Gerold Janssen, Bremens berühmtester Umweltschützer, ist als Leserbriefschreiber auch beim Weser-Kurier bekannt und gefürchtet - und hin und wieder zensiert. Partout wollte der WK die Sätze nicht unter „Leserforum“ im Blatt haben, die ein Licht auf die internen Strukturen der Handelskammer werfen. Janssen schrieb daraufhin an uns:

Selbstverständlich hat die Presse für Leserbriefe eine journalistische Verantwortung. Diese aber darf nicht in Willkür, schon gar nicht in politische Willkür ausarten. Was der Weser-Kurier mit Leserbriefen macht, möchte ich als Eingriff in die Pressefreiheit bezeichnen.

Bei diesem Massenblatt durchlaufen alle Leserbriefe die Chefredaktion. Dies ist nicht die einzige Hürde, die eingesandte Beiträge nehmen müssen. Von einem besonderen Fall möchte ich hier berichtete - nach meiner langjährigen Erfahrung kein Einzelfall. Mein Leserbrief lag dem Weser-Kurier nach einer Intervention bei der Chefredaktion ein zweites Mal vor - und wurde wieder „enthauptet“, nämlich nur ohne die Kritik an der undemokratischen Institution Handelskammer gedruckt.

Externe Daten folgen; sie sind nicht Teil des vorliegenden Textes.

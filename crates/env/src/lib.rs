//! Resolution engine and environment sinks for appenv
//!
//! [`ResolutionEngine`] turns a [`ResolutionBatch`](appenv_core::ResolutionBatch)
//! into environment variables: it fetches each key from the configuration
//! store, follows secret references into the secret store, and writes the
//! results to an [`EnvironmentSink`].

pub mod engine;
pub mod sink;

pub use engine::ResolutionEngine;
pub use sink::{EnvironmentSink, MemorySink};
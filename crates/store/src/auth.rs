//! Bearer credentials for the HTTP store clients
//!
//! Tokens are obtained elsewhere; these types only attach them to requests.

use appenv_core::Result;
use async_trait::async_trait;
use std::fmt;

/// Supplies the `Authorization` header value for a request
#[async_trait]
pub trait TokenProvider: Send + Sync {
    async fn authorization(&self) -> Result<String>;
}

/// A token that was already acquired
#[derive(Clone)]
pub struct StaticTokenProvider {
    header: String,
}

impl StaticTokenProvider {
    /// Accepts either a raw token or a full `Bearer ...` value
    pub fn new(token: impl AsRef<str>) -> Self {
        let trimmed = token.as_ref().trim();
        let header = if trimmed.to_ascii_lowercase().starts_with("bearer ") {
            trimmed.to_string()
        } else {
            format!("Bearer {trimmed}")
        };
        Self { header }
    }
}

impl fmt::Debug for StaticTokenProvider {
    fn fmt(&self, f: &mut fmt::Formatter<'_>) -> fmt::Result {
        f.debug_struct("StaticTokenProvider")
            .field("header", &"<redacted>")
            .finish()
    }
}

#[async_trait]
impl TokenProvider for StaticTokenProvider {
    async fn authorization(&self) -> Result<String> {
        Ok(self.header.clone())
    }
}
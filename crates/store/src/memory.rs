//! In-memory stores for tests and offline runs
//!
//! Both stores can be told to fail specific lookups and to sleep before
//! answering, and they track how many calls were in flight at once.

use crate::traits::{ConfigStore, SecretStore};
use appenv_core::{BackingService, Error, Result, SecretReference, StoreEntry};
use async_trait::async_trait;
use parking_lot::RwLock;
use std::collections::HashMap;
use std::sync::atomic::{AtomicUsize, Ordering};
use std::time::Duration;

/// A failure an in-memory store can be primed with
#[derive(Debug, Clone, Copy, PartialEq, Eq)]
pub enum FailureKind {
    NotFound,
    Forbidden,
    RateLimited,
    Unavailable,
}

impl FailureKind {
    fn status(self) -> u16 {
        match self {
            FailureKind::NotFound => 404,
            FailureKind::Forbidden => 403,
            FailureKind::RateLimited => 429,
            FailureKind::Unavailable => 503,
        }
    }
}

/// Counts calls and the highest number running at the same time
#[derive(Debug, Default)]
struct CallTracker {
    calls: AtomicUsize,
    in_flight: AtomicUsize,
    peak: AtomicUsize,
}

impl CallTracker {
    fn enter(&self) -> InFlight<'_> {
        self.calls.fetch_add(1, Ordering::SeqCst);
        let now = self.in_flight.fetch_add(1, Ordering::SeqCst) + 1;
        self.peak.fetch_max(now, Ordering::SeqCst);
        InFlight(self)
    }
}

struct InFlight<'a>(&'a CallTracker);

impl Drop for InFlight<'_> {
    fn drop(&mut self) {
        self.0.in_flight.fetch_sub(1, Ordering::SeqCst);
    }
}

/// Configuration store backed by a map of `(key, label)` to entry
#[derive(Debug, Default)]
pub struct MemoryConfigStore {
    entries: RwLock<HashMap<(String, String), StoreEntry>>,
    failures: RwLock<HashMap<String, FailureKind>>,
    latency: RwLock<Duration>,
    tracker: CallTracker,
}

impl MemoryConfigStore {
    pub fn new() -> Self {
        Self::default()
    }

    /// Store a plain entry under `label`
    pub fn insert(&self, key: impl Into<String>, label: impl Into<String>, value: impl Into<String>) {
        let key = key.into();
        let entry = StoreEntry::new(key.clone(), value);
        self.insert_entry(label, entry);
    }

    /// Store a prepared entry under `label`
    pub fn insert_entry(&self, label: impl Into<String>, entry: StoreEntry) {
        self.entries
            .write()
            .insert((entry.key.clone(), label.into()), entry);
    }

    /// Make every lookup of `key` fail, whatever the label
    pub fn fail_key(&self, key: impl Into<String>, failure: FailureKind) {
        self.failures.write().insert(key.into(), failure);
    }

    /// Delay every lookup by `latency`
    pub fn set_latency(&self, latency: Duration) {
        *self.latency.write() = latency;
    }

    /// Total `fetch_entry` calls so far
    pub fn call_count(&self) -> usize {
        self.tracker.calls.load(Ordering::SeqCst)
    }

    /// Highest number of concurrent `fetch_entry` calls observed
    pub fn peak_in_flight(&self) -> usize {
        self.tracker.peak.load(Ordering::SeqCst)
    }
}

#[async_trait]
impl ConfigStore for MemoryConfigStore {
    async fn fetch_entry(&self, key: &str, label: &str) -> Result<StoreEntry> {
        let _in_flight = self.tracker.enter();

        let latency = *self.latency.read();
        if !latency.is_zero() {
            tokio::time::sleep(latency).await;
        }

        let failure = self.failures.read().get(key).copied();
        match failure {
            Some(FailureKind::RateLimited) => {
                return Err(Error::rate_limited(BackingService::ConfigStore, None))
            }
            Some(kind) => {
                return Err(Error::store_fetch(
                    key,
                    label,
                    Some(kind.status()),
                    format!("injected {kind:?}"),
                ))
            }
            None => {}
        }

        self.entries
            .read()
            .get(&(key.to_string(), label.to_string()))
            .cloned()
            .ok_or_else(|| Error::store_fetch(key, label, Some(404), "key not found"))
    }
}

/// Secret store backed by a map of secret URI to value
#[derive(Debug, Default)]
pub struct MemorySecretStore {
    secrets: RwLock<HashMap<String, String>>,
    failures: RwLock<HashMap<String, FailureKind>>,
    latency: RwLock<Duration>,
    tracker: CallTracker,
}

impl MemorySecretStore {
    pub fn new() -> Self {
        Self::default()
    }

    /// Store a secret under its full URI, e.g.
    /// `https://v.vault.azure.net/secrets/Name` or `.../Name/{version}`
    pub fn insert(&self, uri: impl Into<String>, value: impl Into<String>) {
        self.secrets.write().insert(uri.into(), value.into());
    }

    /// Make resolution of `uri` fail
    pub fn fail_uri(&self, uri: impl Into<String>, failure: FailureKind) {
        self.failures.write().insert(uri.into(), failure);
    }

    pub fn set_latency(&self, latency: Duration) {
        *self.latency.write() = latency;
    }

    pub fn call_count(&self) -> usize {
        self.tracker.calls.load(Ordering::SeqCst)
    }

    pub fn peak_in_flight(&self) -> usize {
        self.tracker.peak.load(Ordering::SeqCst)
    }
}

#[async_trait]
impl SecretStore for MemorySecretStore {
    async fn resolve_secret(&self, reference: &SecretReference) -> Result<String> {
        let _in_flight = self.tracker.enter();

        let latency = *self.latency.read();
        if !latency.is_zero() {
            tokio::time::sleep(latency).await;
        }

        let uri = reference.to_uri();
        let failure = self.failures.read().get(&uri).copied();
        match failure {
            Some(FailureKind::RateLimited) => {
                return Err(Error::rate_limited(BackingService::SecretStore, None))
            }
            Some(kind) => {
                return Err(Error::secret_resolution(
                    uri,
                    Some(kind.status()),
                    format!("injected {kind:?}"),
                ))
            }
            None => {}
        }

        let found = self.secrets.read().get(&uri).cloned();
        found.ok_or_else(|| Error::secret_resolution(uri, Some(404), "secret not found"))
    }
}
use clap::Subcommand;

pub mod env_name;
pub mod exec;
pub mod init;
pub mod list;
pub mod refresh;
pub mod watch;

#[derive(Subcommand)]
pub enum Commands {
    /// Resolve the configured keys once and report the result
    #[command(visible_alias = "r")]
    Refresh {
        /// Label to resolve under (overrides the settings file)
        #[arg(short, long)]
        label: Option<String>,

        /// Key to resolve; repeat for several (overrides the settings file)
        #[arg(short, long = "key", value_name = "KEY")]
        keys: Vec<String>,

        /// Print `export NAME='value'` lines for `eval`
        #[arg(long)]
        export: bool,
    },

    /// Show resolved keys as a tree with their variable names
    #[command(visible_alias = "ls")]
    List {
        /// Label to resolve under (overrides the settings file)
        #[arg(short, long)]
        label: Option<String>,

        /// Print secret values instead of masking them
        #[arg(long)]
        reveal: bool,
    },

    /// Refresh repeatedly until interrupted
    Watch {
        /// Seconds between refreshes
        #[arg(short, long, default_value = "60", value_parser = clap::value_parser!(u64).range(1..))]
        interval: u64,
    },

    /// Resolve the configured keys and run a command with them in its environment
    Exec {
        /// Command to run
        command: String,

        /// Arguments to pass to the command
        #[arg(trailing_var_arg = true, allow_hyphen_values = true)]
        args: Vec<String>,
    },

    /// Print the environment variable name each key maps to
    EnvName {
        /// Configuration keys
        #[arg(required = true)]
        keys: Vec<String>,
    },

    /// Write a settings file
    Init {
        /// Configuration store endpoint
        #[arg(long)]
        endpoint: String,

        /// Label to resolve under
        #[arg(short, long, default_value = "")]
        label: String,

        /// Key to resolve; repeat for several
        #[arg(short, long = "key", value_name = "KEY")]
        keys: Vec<String>,

        /// Overwrite an existing file
        #[arg(short, long)]
        force: bool,
    },
}
//! Core domain types, errors and key transforms for `appenv`.
//!
//! ## Key Components
//!
//! - **`errors`**: the `Error` enum and `Result` alias, with a stable kind code,
//!   backoff hint and retry verdict for every failure.
//! - **`types`**: `StoreEntry`, `ConfigEntry`, `SecretReference`,
//!   `ResolutionBatch` and `ResolutionOutcome`.
//! - **`transform`**: pure functions mapping keys to environment variable names
//!   and parsing secret indirections.
//! - **`constants`**: shared static values such as wire versions and
//!   environment variable names.

pub mod constants;
pub mod errors;
pub mod transform;
pub mod types;

pub use self::{
    constants::*,
    errors::{
        BackingService, Error, ErrorKind, IoResultExt, MalformedReason, Result, ResultExt,
    },
    transform::{decompose_secret_uri, derive_env_name, is_secret_reference, parse_secret_reference},
    types::*,
};
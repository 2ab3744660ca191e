//! Configuration and secret store clients for appenv
//!
//! The engine talks to its backing services through the [`ConfigStore`] and
//! [`SecretStore`] traits. This crate provides HTTP implementations of both,
//! plus in-memory versions for tests.

pub mod app_config;
pub mod auth;
mod http;
pub mod key_vault;
pub mod memory;
pub mod traits;

pub use app_config::AppConfigClient;
pub use auth::{StaticTokenProvider, TokenProvider};
pub use key_vault::{KeyVaultClient, VaultConnection};
pub use memory::{FailureKind, MemoryConfigStore, MemorySecretStore};
pub use traits::{ConfigStore, SecretStore};
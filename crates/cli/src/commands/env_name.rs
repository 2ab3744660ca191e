use appenv_core::derive_env_name;
use std::process::ExitCode;

pub fn execute(keys: &[String]) -> eyre::Result<ExitCode> {
    for line in render(keys) {
        println!("{line}");
    }
    Ok(ExitCode::SUCCESS)
}

fn render(keys: &[String]) -> Vec<String> {
    keys.iter()
        .map(|key| format!("{key}\t{}", derive_env_name(key)))
        .collect()
}
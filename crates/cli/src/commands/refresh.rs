use crate::context::{exit_code, report, Context};
use crate::formatters::export_line;
use appenv_env::MemorySink;
use std::process::ExitCode;
use std::sync::Arc;
use tokio_util::sync::CancellationToken;

pub async fn execute(
    context: &Context,
    label: Option<String>,
    keys: Vec<String>,
    export: bool,
) -> eyre::Result<ExitCode> {
    let sink = Arc::new(MemorySink::new());
    let engine = context.engine(sink.clone())?;
    let batch = context.batch(label, keys);

    let Some(outcome) = engine
        .refresh(&batch, &CancellationToken::new())
        .await
        .into_option()
    else {
        // Only reachable if another task shares this engine
        tracing::warn!("a refresh is already running");
        return Ok(ExitCode::FAILURE);
    };

    if export {
        let mut values: Vec<_> = sink.snapshot().into_iter().collect();
        values.sort();
        for (name, value) in &values {
            println!("{}", export_line(name, value));
        }
    }

    report(&outcome);
    Ok(exit_code(&outcome))
}
use clap::Parser;
use std::path::PathBuf;
use std::process::ExitCode;

mod commands;
mod context;
mod execute;
mod formatters;

use commands::Commands;

#[derive(Parser)]
#[command(name = "appenv")]
#[command(
    about = "Resolve configuration store keys into environment variables",
    long_about = None
)]
#[command(version)]
struct Cli {
    /// Settings file (defaults to ./appenv.json, or $APPENV_CONFIG)
    #[arg(short, long, global = true, value_name = "FILE")]
    config: Option<PathBuf>,

    /// Increase log verbosity (-v debug, -vv trace)
    #[arg(short, long, global = true, action = clap::ArgAction::Count)]
    verbose: u8,

    #[command(subcommand)]
    command: Commands,
}

#[tokio::main]
async fn main() -> eyre::Result<ExitCode> {
    color_eyre::install()?;

    let cli = Cli::parse();

    appenv_utils::tracing::init(appenv_utils::tracing::level_for_verbosity(cli.verbose))
        .map_err(|e| eyre::eyre!("failed to initialise logging: {e}"))?;

    cli.command.execute(cli.config).await
}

Auch als andere darüber berichtet hatten, nach der Kammer-Wahl, hatte die Redaktion des Weser-Kurier dies nicht getan - aus welchen Gründen auch immer.

Abgedruckt hatte der Weser-Kurier den Anfang meines Leserbriefes:

In einschlägigen Kreisen ist „HK“ auch als Kürzel für „Handelskammer“ gebräuchlich. „HK“ könnte neuerdings auch für „Horner Kaufleute“ stehen. Der Aufgabenkreis der Handeklskammer verkümmert nämlich zu einer Polemik zwecks Ablehnung der Linie 4 zugunsten der Kaufleute in der Leher Heerstraße in Horn, eine Litanei ohne Ende. Von einer ökologisch/ökonomischen Gesamtverantwortung ist nicht das Geringste zu verspüren.

Trotz der Zusage der Chefredaktion hat der Weser-Kurier auch beim zweiten Anlauf die Fortsetzung meines Briefes unterschlagen:

Hängt das nicht etwa auch mit einem undemokratischen System der Handelskammer an sich zusammen? Nehmen wir die Wahl zu Vorstand und Präsidium der mehr als 20.000 Zwangsmitglieder. Sie wird mit einer geradezu suspekten Geheimniskrämerei betrieben: Die Kandidatenliste wird vom Präsidium aufgestellt und allein 100 Mitgliederfirmen sollen pro Kandidat erforderlich sein, um eine andere Person auch nur als Kandidat auf die Liste zu bringen. Weder die Öffentlichkeit noch der Gewählte erfahren schließlich die Ergebnisse der Kammerwahl.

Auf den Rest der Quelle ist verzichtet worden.